Evidentemente los efectos psicológicos inconscientes del encuentro con la autoridad que la teoría mendeliana describe no desaparecen totalmente, pero el esquema igualitario de reflexión y expresión en ambos momentos del dispositivo, como así también el trabajo entre pares realizado previamente al interior de los pequeños grupos, han producido ya un fortalecimiento tal de la personalidad psicosocial de sus miembros, que el peso de la fantasmática familiarista al interior de los pequeños grupos de base resulta minimizado..

Esta estrategia impide en el primer momento que el pensamiento y la expresión dentro de los pequeños grupos se vean limitados por los fantasmas movilizados por la presencia de figuras de autoridad. En el segundo momento la riqueza de las argumentaciones elaboradas previamente, y el carácter grupal de esos planteos, harán que los grupos de base se sientan más autorizados para expresarse con libertad frente al grupo jerárquico. Este a su vez, antes de comunicar sus razones, habrá tenido oportunidad de escuchar los argumentos de las bases en condiciones que propician la real consideración de una lógica ajena a la del propio sector.

A modo de cierre

Señalaba al comienzo que los temas centrales en la vida de cada uno de nosotros, esos que impulsan nuestras búsquedas y le dan sentido a nuestra existencia, son los mismos que aparecen una y otra vez en cada una de nuestras producciones.
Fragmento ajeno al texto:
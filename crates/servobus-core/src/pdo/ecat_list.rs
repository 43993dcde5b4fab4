//! Ethernet-side TPDO/RPDO lists: the concatenated byte layout a single
//! sync-managed datagram carries, and the enable sequence that writes that
//! layout to the node's sync-manager objects.

use std::sync::{Arc, Mutex};

use crate::error::Error;
use crate::sdo::{SdoChannel, SdoEngine};

use super::Pdo;

/// One sync-manager descriptor as written back to the node
/// (`0x0800 + 8*n` register block, or its CoE object mirror).
#[derive(Debug, Clone, Copy, PartialEq, Eq, Default)]
pub struct SyncManagerConfig {
    pub start_addr: u16,
    pub length: u16,
    pub control: u8,
    pub enable: bool,
}

/// An ordered collection of PDOs sharing one sync-managed datagram.
/// Mutation disables the list; [`EcatPdoList::apply`] recomputes the
/// layout and re-enables it.
pub struct EcatPdoList {
    pdos: Mutex<Vec<Arc<Pdo>>>,
    sm_index: u16,
    enabled: Mutex<bool>,
}

impl EcatPdoList {
    pub fn new(sm_index: u16) -> Self {
        Self {
            pdos: Mutex::new(Vec::new()),
            sm_index,
            enabled: Mutex::new(false),
        }
    }

    pub fn insert(&self, slot: usize, pdo: Arc<Pdo>) {
        *self.enabled.lock().unwrap() = false;
        let mut pdos = self.pdos.lock().unwrap();
        if slot >= pdos.len() {
            pdos.push(pdo);
        } else {
            pdos.insert(slot, pdo);
        }
    }

    pub fn remove(&self, slot: usize) {
        *self.enabled.lock().unwrap() = false;
        let mut pdos = self.pdos.lock().unwrap();
        if slot < pdos.len() {
            pdos.remove(slot);
        }
    }

    pub fn byte_len(&self) -> usize {
        self.pdos.lock().unwrap().iter().map(|p| p.byte_len()).sum()
    }

    /// Concatenates every member PDO's current encoding into one buffer,
    /// in list order — this is what a cyclic RPDO write sends.
    pub fn encode(&self) -> Vec<u8> {
        let mut out = Vec::with_capacity(self.byte_len());
        for pdo in self.pdos.lock().unwrap().iter() {
            out.extend(pdo.encode());
        }
        out
    }

    /// Slices a received TPDO image across member PDOs in order.
    pub fn decode(&self, image: &[u8]) {
        let mut offset = 0;
        for pdo in self.pdos.lock().unwrap().iter() {
            let len = pdo.byte_len();
            if offset + len > image.len() {
                break;
            }
            pdo.decode(&image[offset..offset + len]);
            offset += len;
        }
    }

    pub fn is_enabled(&self) -> bool {
        *self.enabled.lock().unwrap()
    }

    /// Writes the recomputed sync-manager descriptor via SDO and marks the
    /// list enabled again.
    pub fn apply<C: SdoChannel>(&self, sdo: &SdoEngine<C>, base_reg: u16) -> Result<(), Error> {
        let len = self.byte_len() as u16;
        sdo.download_u16(base_reg, 1, len)?;
        sdo.download_u8(base_reg, 2, 0x00)?;
        sdo.download_u8(base_reg, 3, 1)?; // enable bit
        *self.enabled.lock().unwrap() = true;
        Ok(())
    }

    pub fn sm_index(&self) -> u16 {
        self.sm_index
    }
}
#[cfg(test)]
mod tests {
    use super::*;
    use crate::config::NodeConfig;
    use crate::transport::test_support::LoopbackEth;
    use std::sync::atomic::{AtomicU8, Ordering};

    /// A minimal simulated ESC that answers FPRD/FPWR against one station
    /// address with a register file, bumping wkc on every matched access
    /// and forwarding the sentinel datagram back untouched but decremented
    /// (as a real slave's auto-increment address processing would).
    fn spawn_fake_slave(mut port: LoopbackEth, address: u16, al_status: Arc<AtomicU8>) -> std::thread::JoinHandle<()> {
        std::thread::spawn(move || {
            port.open().unwrap();
            let mut registers: HashMap<u16, Vec<u8>> = HashMap::new();
            loop {
                let frame = match port.recv(Duration::from_millis(500)) {
                    Ok(f) => f,
                    Err(_) => return,
                };
                if frame.ethertype() != Some(ETHERCAT_ETHERTYPE) {
                    continue;
                }
                let Ok(mut datagrams) = datagram::parse_datagrams(frame.payload()) else { continue };
                for dg in datagrams.iter_mut() {
                    if dg.cmd == EcatCmd::Apwr && dg.adp == datagram::SENTINEL_ADP_START {
                        dg.adp = dg.adp.wrapping_sub(1);
                        continue;
                    }
                    if dg.adp != address {
                        continue;
                    }
                    match dg.cmd {
                        EcatCmd::Fpwr => {
                            if dg.ado == REG_AL_CONTROL {
                                al_status.store(dg.data[0], Ordering::SeqCst);
                            }
                            registers.insert(dg.ado, dg.data.clone());
                            dg.wkc = 1;
                        }
                        EcatCmd::Fprd => {
                            if dg.ado == REG_AL_STATUS {
                                let len = dg.data.len();
                                dg.data = vec![0u8; len];
                                dg.data[0] = al_status.load(Ordering::SeqCst);
                            } else if let Some(stored) = registers.get(&dg.ado) {
                                for (i, b) in dg.data.iter_mut().enumerate() {
                                    *b = stored.get(i).copied().unwrap_or(0);
                                }
                            }
                            dg.wkc = 1;
                        }
                        _ => {}
                    }
                }
                let src = port.local_mac();
                let reply_frames = datagram::build_frames(&datagrams, src, MAX_FRAME_PAYLOAD);
                for f in reply_frames {
                    let _ = port.send(&f);
                }
            }
        })
    }

    #[test]
    fn node_write_then_read_roundtrips_through_simulated_slave() {
        let (host, node_port) = LoopbackEth::pair();
        let al_status = Arc::new(AtomicU8::new(AlState::Init as u8));
        let slave = spawn_fake_slave(node_port, 0x1001, al_status);

        let fabric = EcatFabric::new(host, EcatSettings::default());
        fabric.open().unwrap();
        let node = Arc::new(Node::new(1, NodeConfig::default()));
        fabric.attach(node, 0x1001).unwrap();

        fabric.node_write(1, 0x2000, &[0xAA, 0xBB]).unwrap();
        let readback = fabric.node_read(1, 0x2000, 2).unwrap();
        assert_eq!(readback, vec![0xAA, 0xBB]);

        fabric.close().unwrap();
        drop(slave);
    }

    #[test]
    fn set_node_al_state_steps_through_preop_to_op() {
        let (host, node_port) = LoopbackEth::pair();
        let al_status = Arc::new(AtomicU8::new(AlState::Init as u8));
        let slave = spawn_fake_slave(node_port, 0x1002, al_status);

        let fabric = EcatFabric::new(host, EcatSettings::default());
        fabric.open().unwrap();
        let node = Arc::new(Node::new(2, NodeConfig::default()));
        fabric.attach(node.clone(), 0x1002).unwrap();

        fabric.set_node_al_state(2, AlState::Op, Duration::from_secs(2)).unwrap();
        assert_eq!(node.state(), NodeState::Operational);

        fabric.close().unwrap();
        drop(slave);
    }
}
//! End-to-end scenarios driven through the public API over an in-memory
//! loopback transport — no mocked channel trait, no internal crate access.
//! Each test plays the part of a minimal fake peer on the other end of the
//! loopback pair and drives the facade exactly as an application would.

use std::collections::HashMap;
use std::sync::{Arc, Mutex};
use std::thread;
use std::time::{Duration, Instant};

use servobus_core::config::{EcatSettings, GuardMode, NetworkSettings, NodeConfig};
use servobus_core::ecat::dc::{compute_branch_delays, DcNodeInfo};
use servobus_core::error::{CanOpenError, Error};
use servobus_core::network::{CanNetwork, EcatNetwork};
use servobus_core::node::fsm::NodeState;
use servobus_core::trajectory::wire::{BufferStatus, Sample, SEGMENT_LEN};
use servobus_core::trajectory::{PvtStreamer, SegmentChannel, StreamState, TrajectorySource};
use servobus_core::transport::test_support::{LoopbackCan, LoopbackEth};
use servobus_core::transport::{CanFrame, CanPort, EthPort, PortLifecycle};

// Raw CiA-301 SDO command specifiers (top 3 bits of byte 0), hardcoded here
// since they're CANopen wire protocol, not anything private to this crate.
const INITIATE_DOWNLOAD_RESP: u8 = 0x60;
const INITIATE_UPLOAD_RESP: u8 = 0x40;
const DOWNLOAD_SEGMENT_RESP_BASE: u8 = 0x20;
const UPLOAD_SEGMENT_RESP_BASE: u8 = 0x00;

const SDO_REQUEST_BASE: u32 = 0x600;
const SDO_RESPONSE_BASE: u32 = 0x580;
const HEARTBEAT_BASE: u32 = 0x700;
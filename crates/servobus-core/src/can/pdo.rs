//! Cyclic/event-driven CAN PDO transmission and receipt, wired onto a
//! `CanFabric` via [`CanFabric::xmit_pdo`] and [`CanPdoReceiver`].

use std::sync::Arc;
use std::time::Duration;

use crate::error::Error;
use crate::pdo::Pdo;
use crate::transport::{CanFrame, CanPort};

use super::{CanFabric, CanReceiver};

impl<P: CanPort + 'static> CanFabric<P> {
    /// Sends `pdo`'s current encoding as a single CAN frame at its COB-ID.
    pub fn xmit_pdo(&self, pdo: &Pdo, timeout: Duration) -> Result<(), Error> {
        let frame = CanFrame::data_frame(pdo.id, &pdo.encode());
        self.xmit(&frame, timeout)
    }
}

/// Adapts a received-PDO COB-ID to [`Pdo::decode`]. Registering one of
/// these via [`CanFabric::enable_receiver`] is what makes an RPDO's bound
/// variables (and its [`PdoReceived`](crate::pdo::PdoReceived) hook) update
/// as frames arrive on the read thread.
pub struct CanPdoReceiver {
    pdo: Arc<Pdo>,
}

impl CanPdoReceiver {
    /// Builds the adapter and registers it on `fabric` for `pdo.id`.
    pub fn register<P: CanPort + 'static>(fabric: &CanFabric<P>, pdo: Arc<Pdo>) -> Arc<Self> {
        let receiver = Arc::new(Self { pdo: pdo.clone() });
        fabric.enable_receiver(pdo.id, receiver.clone());
        receiver
    }
}

impl CanReceiver for CanPdoReceiver {
    fn new_frame(&self, frame: &CanFrame) {
        self.pdo.decode(frame.payload());
    }
}

#[cfg(test)]
mod tests {
    use super::*;
    use crate::config::NetworkSettings;
    use crate::pdo::mapping::PdoMappingEntry;
    use crate::pdo::{PdoDirection, PdoValue};
    use crate::transport::test_support::LoopbackCan;
    use std::sync::atomic::{AtomicU32, Ordering};

    #[test]
    fn xmit_pdo_sends_current_encoding_at_its_cob_id() {
        let (host, mut node_port) = LoopbackCan::pair();
        let fabric = CanFabric::new(host, NetworkSettings::default());
        fabric.open().unwrap();
        node_port.open().unwrap();

        let pdo = Pdo::new(0x200, PdoDirection::Transmit, 64);
        let value = Arc::new(AtomicU32::new(0xAABBCCDD));
        pdo.add_var(
            PdoMappingEntry { index: 0x6041, sub: 0, length_bits: 32 },
            PdoValue::U32(value),
        )
        .unwrap();

        fabric.xmit_pdo(&pdo, Duration::from_millis(50)).unwrap();
        let frame = node_port.recv(Duration::from_millis(200)).unwrap();
        assert_eq!(frame.id, 0x200);
        assert_eq!(frame.payload(), &0xAABBCCDDu32.to_le_bytes());
        fabric.close().unwrap();
    }

    #[test]
    fn registered_receiver_decodes_incoming_frames_into_the_pdo() {
        let (host, mut node_port) = LoopbackCan::pair();
        let fabric = CanFabric::new(host, NetworkSettings::default());
        fabric.open().unwrap();
        node_port.open().unwrap();

        let pdo = Arc::new(Pdo::new(0x180, PdoDirection::Receive, 64));
        let value = Arc::new(AtomicU32::new(0));
        pdo.add_var(
            PdoMappingEntry { index: 0x6040, sub: 0, length_bits: 32 },
            PdoValue::U32(value.clone()),
        )
        .unwrap();
        let _receiver = CanPdoReceiver::register(&fabric, pdo.clone());

        let frame = CanFrame::data_frame(0x180, &0x11223344u32.to_le_bytes());
        node_port.send(&frame).unwrap();

        std::thread::sleep(Duration::from_millis(50));
        assert_eq!(value.load(Ordering::SeqCst), 0x11223344);
        fabric.close().unwrap();
    }
}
No hacemos ni escribimos más que lo que somos, como diría Edgar Morin, con nuestros demonios a cuestas. Argumentos fantasmáticos en los que jugamos roles más o menos heroicos que el principio de realidad nos obligará finalmente a traducir en actos y discursos mucho menos brillantes y hasta prosaicos. Ocuparse de construir y animar dispositivos parece ser una de esas tareas que opacan la talla de los ideales, donde el pensamiento omnipotente se ve nuevamente sometido a las restricciones mezquinas del hacer. Creemos sin embargo que ese es el precio justo a pagar para el resguardo de las posibilidades cada vez más raras que nos ofrece la sociedad actual de pensar el mundo, de pensarnos en él y de contribuir conscientemente a su transformación. El acto que nos constituye como sujetos sociales –decía Mendel- no es reacción ante la realidad, es confrontarse con su resistencia, y sus dificultades siempre imprevisibles, a partir de un proyecto en el que la fuerza de creación, decisiva en el momento mismo del acto, habrá dejado ya su impronta. Es ella la que alimenta los procesos sublimatorios que están en la base de todas las creaciones culturales, ya se trate del arte, de la ciencia o del trabajo, potencial creativo que requiere inevitablemente de espacios propicios para su desarrollo.


Fuente : Conferencia en Universidad Nacional de Salta, 29 de Junio de 2007.